- [Task to carry out] Lines with "GenesisConfig": copy each one from the listing below.
┌─ Supplied material
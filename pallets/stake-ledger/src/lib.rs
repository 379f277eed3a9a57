//! Stake Ledger Pallet
//!
//! Holds collateral that users bond per asset. The settlement pallet seizes it through
//! [`pallet_request_settlement::StakeLedger`] to reimburse the liquidity pool for withdrawals a
//! user was fronted.
//!
//! Stake is keyed by the account that deposited it. Unbonding moves stake into a single unbonding
//! balance that unlocks `UnbondingPeriod` blocks after the latest `unbond`; until it is withdrawn
//! it can still be seized, so a pending claim cannot be escaped by unbonding.

#![cfg_attr(not(feature = "std"), no_std)]

extern crate alloc;

pub use pallet::*;


#[cfg(feature = "runtime-benchmarks")]
mod benchmarking;

pub mod weights;
pub use weights::WeightInfo;

/// Helper for benchmarking
#[cfg(feature = "runtime-benchmarks")]
pub trait BenchmarkHelper<AssetId, AccountId, Balance> {
  fn asset() -> AssetId;
  fn ensure_funded(
    who: &AccountId,
    asset: AssetId,
    amount: Balance,
  ) -> frame::deps::sp_runtime::DispatchResult;
}

#[frame::pallet]
pub mod pallet {
  use super::WeightInfo;
  use frame::deps::{
    frame_support::PalletId,
    sp_runtime::traits::{AccountIdConversion, CheckedAdd, Zero},
  };
  use frame::prelude::*;
  use pallet_request_settlement::AssetOps;

  const LOG_TARGET: &str = "runtime::stake-ledger";

  #[pallet::config]
  pub trait Config: frame_system::Config<RuntimeEvent: From<Event<Self>>> {
    type AssetId: Parameter + Member + Copy + MaxEncodedLen;

    type Balance: Parameter + Member + AtLeast32BitUnsigned + Default + Copy + MaxEncodedLen;

    type AssetOps: AssetOps<Self::AccountId, Self::AssetId, Self::Balance>;

    /// Derives the custody account bonded funds sit in
    #[pallet::constant]
    type PalletId: Get<PalletId>;

    /// Blocks between the latest `unbond` and `withdraw_unbonded`
    #[pallet::constant]
    type UnbondingPeriod: Get<BlockNumberFor<Self>>;

    type WeightInfo: WeightInfo;

    #[cfg(feature = "runtime-benchmarks")]
    type BenchmarkHelper: crate::BenchmarkHelper<Self::AssetId, Self::AccountId, Self::Balance>;
  }

  #[pallet::pallet]
  pub struct Pallet<T>(_);

  /// Stake of one account in one asset
  #[derive(
    Clone,
    Debug,
    Default,
    Decode,
    DecodeWithMemTracking,
    Encode,
    Eq,
    PartialEq,
    TypeInfo,
    MaxEncodedLen,
  )]
  pub struct StakeInfo<Balance, BlockNumber> {
    pub active: Balance,
    pub unbonding: Balance,
    pub unlock_at: BlockNumber,
  }

  impl<Balance: AtLeast32BitUnsigned + Copy, BlockNumber> StakeInfo<Balance, BlockNumber> {
    /// Everything a claim can seize.
    pub fn total(&self) -> Balance {
      self.active.saturating_add(self.unbonding)
    }

    pub fn is_empty(&self) -> bool {
      self.active.is_zero() && self.unbonding.is_zero()
    }
  }

  pub type StakeInfoOf<T> = StakeInfo<<T as Config>::Balance, BlockNumberFor<T>>;

  #[pallet::storage]
  #[pallet::getter(fn stakes)]
  pub type Stakes<T: Config> = StorageDoubleMap<
    _,
    Blake2_128Concat,
    T::AccountId,
    Blake2_128Concat,
    T::AssetId,
    StakeInfoOf<T>,
    OptionQuery,
  >;

  #[pallet::event]
  #[pallet::generate_deposit(pub(super) fn deposit_event)]
  pub enum Event<T: Config> {
    Bonded {
      who: T::AccountId,
      asset: T::AssetId,
      amount: T::Balance,
    },
    Unbonding {
      who: T::AccountId,
      asset: T::AssetId,
      amount: T::Balance,
      unlock_at: BlockNumberFor<T>,
    },
    Withdrawn {
      who: T::AccountId,
      asset: T::AssetId,
      amount: T::Balance,
    },
    /// Stake taken to settle a claim
    Seized {
      who: T::AccountId,
      asset: T::AssetId,
      amount: T::Balance,
      beneficiary: T::AccountId,
    },
  }

  #[pallet::error]
  pub enum Error<T> {
    AmountZero,
    /// Stake does not cover the requested amount
    InsufficientStake,
    /// Unbonding period has not elapsed
    StillLocked,
    NothingToWithdraw,
    ArithmeticOverflow,
  }

  #[pallet::genesis_config]
  #[derive(frame::prelude::DefaultNoBound)]
  pub struct GenesisConfig<T: Config> {
    #[serde(skip)]
    pub _marker: core::marker::PhantomData<T>,
  }

  #[pallet::genesis_build]
  impl<T: Config> BuildGenesisConfig for GenesisConfig<T> {
    fn build(&self) {
      frame_system::Pallet::<T>::inc_providers(&Pallet::<T>::account_id());
    }
  }

  #[pallet::call]
  impl<T: Config> Pallet<T> {
    /// Lock `amount` of `asset` as collateral of the caller.
    #[pallet::call_index(0)]
    #[pallet::weight(T::WeightInfo::bond())]
    pub fn bond(origin: OriginFor<T>, asset: T::AssetId, amount: T::Balance) -> DispatchResult {
      let who = ensure_signed(origin)?;
      ensure!(!amount.is_zero(), Error::<T>::AmountZero);
      let mut stake = Stakes::<T>::get(&who, asset).unwrap_or_default();
      stake.active = stake
        .active
        .checked_add(&amount)
        .ok_or(Error::<T>::ArithmeticOverflow)?;
      T::AssetOps::transfer(&who, &Self::account_id(), asset, amount)?;
      Stakes::<T>::insert(&who, asset, stake);
      Self::deposit_event(Event::Bonded { who, asset, amount });
      Ok(())
    }

    /// Start unlocking `amount` of active stake. Restarts the unbonding period for everything
    /// already unbonding.
    #[pallet::call_index(1)]
    #[pallet::weight(T::WeightInfo::unbond())]
    pub fn unbond(origin: OriginFor<T>, asset: T::AssetId, amount: T::Balance) -> DispatchResult {
      let who = ensure_signed(origin)?;
      ensure!(!amount.is_zero(), Error::<T>::AmountZero);
      let mut stake = Stakes::<T>::get(&who, asset).ok_or(Error::<T>::InsufficientStake)?;
      ensure!(stake.active >= amount, Error::<T>::InsufficientStake);
      stake.active = stake.active.saturating_sub(amount);
      stake.unbonding = stake
        .unbonding
        .checked_add(&amount)
        .ok_or(Error::<T>::ArithmeticOverflow)?;
      let unlock_at =
        frame_system::Pallet::<T>::block_number().saturating_add(T::UnbondingPeriod::get());
      stake.unlock_at = unlock_at;
      Stakes::<T>::insert(&who, asset, stake);
      Self::deposit_event(Event::Unbonding {
        who,
        asset,
        amount,
        unlock_at,
      });
      Ok(())
    }

    /// Pay out the caller's unlocked unbonding stake.
    #[pallet::call_index(2)]
    #[pallet::weight(T::WeightInfo::withdraw_unbonded())]
    pub fn withdraw_unbonded(origin: OriginFor<T>, asset: T::AssetId) -> DispatchResult {
      let who = ensure_signed(origin)?;
      let mut stake = Stakes::<T>::get(&who, asset).ok_or(Error::<T>::NothingToWithdraw)?;
      ensure!(!stake.unbonding.is_zero(), Error::<T>::NothingToWithdraw);
      ensure!(
        frame_system::Pallet::<T>::block_number() >= stake.unlock_at,
        Error::<T>::StillLocked
      );
      let amount = core::mem::take(&mut stake.unbonding);
      T::AssetOps::transfer(&Self::account_id(), &who, asset, amount)?;
      Self::store(&who, asset, stake);
      Self::deposit_event(Event::Withdrawn { who, asset, amount });
      Ok(())
    }
  }

  impl<T: Config> Pallet<T> {
    pub fn account_id() -> T::AccountId {
      T::PalletId::get().into_account_truncating()
    }

    fn store(who: &T::AccountId, asset: T::AssetId, stake: StakeInfoOf<T>) {
      if stake.is_empty() {
        Stakes::<T>::remove(who, asset);
      } else {
        Stakes::<T>::insert(who, asset, stake);
      }
    }
  }

  impl<T: Config> pallet_request_settlement::StakeLedger<T::AccountId, T::AssetId, T::Balance>
    for Pallet<T>
  {
    fn seize(
      who: &T::AccountId,
      asset: T::AssetId,
      amount: T::Balance,
      beneficiary: &T::AccountId,
    ) -> Result<(), DispatchError> {
      let mut stake = Stakes::<T>::get(who, asset).ok_or(Error::<T>::InsufficientStake)?;
      ensure!(stake.total() >= amount, Error::<T>::InsufficientStake);

      let from_active = amount.min(stake.active);
      stake.active = stake.active.saturating_sub(from_active);
      stake.unbonding = stake
        .unbonding
        .saturating_sub(amount.saturating_sub(from_active));

      T::AssetOps::transfer(&Self::account_id(), beneficiary, asset, amount)?;
      Self::store(who, asset, stake);
      log::debug!(target: LOG_TARGET, "seized {amount:?} of {asset:?} from {who:?}");
      Self::deposit_event(Event::Seized {
        who: who.clone(),
        asset,
        amount,
        beneficiary: beneficiary.clone(),
      });
      Ok(())
    }

    fn staked(who: &T::AccountId, asset: T::AssetId) -> T::Balance {
      Stakes::<T>::get(who, asset)
        .map(|stake| stake.total())
        .unwrap_or_default()
    }
  }
}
└─
- [Written answer]
  pub struct GenesisConfig<T: Config> {
  impl<T: Config> BuildGenesisConfig for GenesisConfig<T> {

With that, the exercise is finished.